Детка
Шрифт:
(Эй, послушай, не делай из меня литераторшу; в очереди за хлебом – вот где наше истинное место, и оставь ты все эти жалкие романы и парковую лирику, интеллектуальной писаниной сыт не будешь, от нее одни только проблемы…)
Политические проблемы.
(Твои слова – так и запишем, ты под меня не рой. Я – только голос в твоем сознании и вовсе не хочу загреметь из-за тебя в тюрягу, прошу покорно! Подумай, какой позор в мои-то года заниматься бог весть чем в «Новой Заре». Достойное название для женской тюрьмы. Прошу записывать мои слова правильно, не хочу лишней канители с органами. Подумай, что перед тобой могут закрыться все двери, даже двери в страну.)

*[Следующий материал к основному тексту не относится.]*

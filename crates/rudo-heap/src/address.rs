//! Addresses, object references and slot addressing.
//!
//! Heap memory is word-addressed: every page is divided into word-sized
//! slots, and all per-page side tables (mark bitmap, object-start bitmap,
//! remembered set) are indexed by [`SlotIndex`]. The mapping from an address
//! to `(PageId, SlotIndex)` is a pure function of the page start
//! ([`slot_index_of`]); the page itself is found through the page table.

use std::fmt;
use std::sync::atomic::{AtomicUsize, Ordering};

/// Size of a heap word (and of a slot) in bytes.
pub const WORD_SIZE: usize = std::mem::size_of::<usize>();

/// `log2(WORD_SIZE)`.
pub const WORD_SIZE_LOG2: u32 = WORD_SIZE.trailing_zeros();

/// A raw address in the heap.
#[derive(Clone, Copy, PartialEq, Eq, PartialOrd, Ord, Hash, Default)]
#[repr(transparent)]
pub struct Address(usize);

impl Address {
    /// The null address.
    pub const NULL: Self = Self(0);

    /// Wraps a raw address.
    #[must_use]
    pub const fn new(raw: usize) -> Self {
        Self(raw)
    }

    /// Wraps a pointer.
    #[must_use]
    pub fn from_ptr<T>(ptr: *const T) -> Self {
        Self(ptr as usize)
    }

    /// Returns the raw address.
    #[must_use]
    pub const fn as_usize(self) -> usize {
        self.0
    }

    /// Returns the address as a pointer.
    #[must_use]
    pub const fn as_ptr<T>(self) -> *mut T {
        self.0 as *mut T
    }

    /// Returns `true` for the null address.
    #[must_use]
    pub const fn is_null(self) -> bool {
        self.0 == 0
    }

    /// Returns the address `bytes` past this one.
    #[must_use]
    pub const fn offset(self, bytes: usize) -> Self {
        Self(self.0 + bytes)
    }

    /// Returns `self - earlier` in bytes.
    #[must_use]
    pub const fn distance_from(self, earlier: Self) -> usize {
        debug_assert!(self.0 >= earlier.0);
        self.0 - earlier.0
    }

    /// Returns `true` if the address is a multiple of `align`.
    #[must_use]
    pub const fn is_aligned(self, align: usize) -> bool {
        self.0 & (align - 1) == 0
    }

    /// Rounds the address up to a multiple of `align` (a power of two).
    #[must_use]
    pub const fn align_up(self, align: usize) -> Self {
        Self(align_up(self.0, align))
    }
}

impl fmt::Debug for Address {
    fn fmt(&self, f: &mut fmt::Formatter<'_>) -> fmt::Result {
        write!(f, "{:#x}", self.0)
    }
}

impl fmt::Display for Address {
    fn fmt(&self, f: &mut fmt::Formatter<'_>) -> fmt::Result {
        write!(f, "{:#x}", self.0)
    }
}

/// Rounds `value` up to a multiple of `align` (a power of two).
#[must_use]
pub const fn align_up(value: usize, align: usize) -> usize {
    (value + align - 1) & !(align - 1)
}

/// A reference to the first word of a heap object.
///
/// Object references are never null; a null field is represented as
/// `Option<ObjectRef>::None`, stored as a zero word.
#[derive(Clone, Copy, PartialEq, Eq, PartialOrd, Ord, Hash)]
#[repr(transparent)]
pub struct ObjectRef(Address);

impl ObjectRef {
    /// Wraps an address, returning `None` for null.
    #[must_use]
    pub const fn from_address(address: Address) -> Option<Self> {
        if address.is_null() {
            None
        } else {
            Some(Self(address))
        }
    }

    /// Returns the object's start address.
    #[must_use]
    pub const fn to_address(self) -> Address {
        self.0
    }

    /// Returns the object's start address as a raw integer.
    #[must_use]
    pub const fn as_usize(self) -> usize {
        self.0.as_usize()
    }

    /// Returns the address of the `index`-th word of the object.
    #[must_use]
    pub const fn word(self, index: usize) -> Address {
        self.0.offset(index * WORD_SIZE)
    }
}

impl fmt::Debug for ObjectRef {
    fn fmt(&self, f: &mut fmt::Formatter<'_>) -> fmt::Result {
        write!(f, "ObjectRef({:#x})", self.0.as_usize())
    }
}

/// A word-sized heap location holding either null or an [`ObjectRef`].
///
/// Slots are read and written as `AtomicUsize` so concurrent markers and
/// mutators can access the same field without a data race.
#[derive(Clone, Copy, PartialEq, Eq, PartialOrd, Ord, Hash)]
#[repr(transparent)]
pub struct Slot(Address);

impl Slot {
    /// Creates a slot handle.
    ///
    /// # Safety
    ///
    /// `address` must be word aligned and point to a word that stays mapped
    /// for as long as the slot is used.
    #[must_use]
    pub const unsafe fn new(address: Address) -> Self {
        Self(address)
    }

    /// Returns the slot's address.
    #[must_use]
    pub const fn address(self) -> Address {
        self.0
    }

    fn cell(&self) -> &AtomicUsize {
        // SAFETY: guaranteed by `Slot::new`.
        unsafe { &*self.0.as_ptr::<AtomicUsize>() }
    }

    /// Reads the reference stored in the slot.
    #[must_use]
    pub fn load(self, order: Ordering) -> Option<ObjectRef> {
        ObjectRef::from_address(Address(self.cell().load(order)))
    }

    /// Writes a reference into the slot.
    pub fn store(self, value: Option<ObjectRef>, order: Ordering) {
        self.cell()
            .store(value.map_or(0, ObjectRef::as_usize), order);
    }
}

impl fmt::Debug for Slot {
    fn fmt(&self, f: &mut fmt::Formatter<'_>) -> fmt::Result {
        write!(f, "Slot({:#x})", self.0.as_usize())
    }
}

/// Identifier of a page in the heap's page arena.
#[derive(Clone, Copy, PartialEq, Eq, PartialOrd, Ord, Hash, Debug)]
pub struct PageId(pub u32);

impl PageId {
    /// Returns the id as an arena index.
    #[must_use]
    pub const fn index(self) -> usize {
        self.0 as usize
    }
}

/// Index of a word-sized slot within its page.
#[derive(Clone, Copy, PartialEq, Eq, PartialOrd, Ord, Hash, Debug)]
pub struct SlotIndex(pub u32);

impl SlotIndex {
    /// Returns the index as `usize`.
    #[must_use]
    pub const fn get(self) -> usize {
        self.0 as usize
    }
}

/// Computes the slot index of `addr` inside a page starting at `page_start`.
#[must_use]
#[allow(clippy::cast_possible_truncation)]
pub const fn slot_index_of(page_start: Address, addr: Address) -> SlotIndex {
    debug_assert!(addr.as_usize() >= page_start.as_usize());
    SlotIndex(((addr.as_usize() - page_start.as_usize()) >> WORD_SIZE_LOG2) as u32)
}

/// Inverse of [`slot_index_of`].
#[must_use]
pub const fn address_of_slot(page_start: Address, index: SlotIndex) -> Address {
    page_start.offset(index.get() * WORD_SIZE)
}

#[cfg(test)]
mod tests {
    use super::*;

    #[test]
    fn test_slot_index_round_trip() {
        let start = Address::new(0x10_0000);
        let addr = start.offset(5 * WORD_SIZE);
        let index = slot_index_of(start, addr);
        assert_eq!(index, SlotIndex(5));
        assert_eq!(address_of_slot(start, index), addr);
    }

    #[test]
    fn test_align_up() {
        assert_eq!(align_up(0, 8), 0);
        assert_eq!(align_up(1, 8), 8);
        assert_eq!(align_up(17, 16), 32);
        assert!(Address::new(64).is_aligned(16));
        assert!(!Address::new(65).is_aligned(2));
    }

    #[test]
    fn test_object_ref_rejects_null() {
        assert!(ObjectRef::from_address(Address::NULL).is_none());
        let obj = ObjectRef::from_address(Address::new(0x1000)).unwrap();
        assert_eq!(obj.word(2), Address::new(0x1000 + 2 * WORD_SIZE));
    }

    #[test]
    fn test_slot_load_store() {
        let mut word: usize = 0;
        let slot = unsafe { Slot::new(Address::from_ptr(&raw mut word)) };
        assert_eq!(slot.load(Ordering::Relaxed), None);
        let obj = ObjectRef::from_address(Address::new(0x2000)).unwrap();
        slot.store(Some(obj), Ordering::Relaxed);
        assert_eq!(slot.load(Ordering::Relaxed), Some(obj));
        assert_eq!(word, 0x2000);
    }
}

Эти – первым делом, я знаю. Но двери сердца не закроешь никогда.
(Ах, детка, ну прямо строчка из болеро. Да будь же ты серьезнее, спускайся с облаков на землю!Не строй иллюзий, власти не слишком доверяют всем этим песенкам.)
Но уж если речь о песенках, крестная…
(Молчи, дуреха, никакая я тебе не крестная, сама знаешь, что для всех я – твоя революционная совесть… Не думай, что я поверю, будто не сегодня-завтра здесь признают крестников. Ни крестников,
Эта фраза моя. Прошу учесть копирайт.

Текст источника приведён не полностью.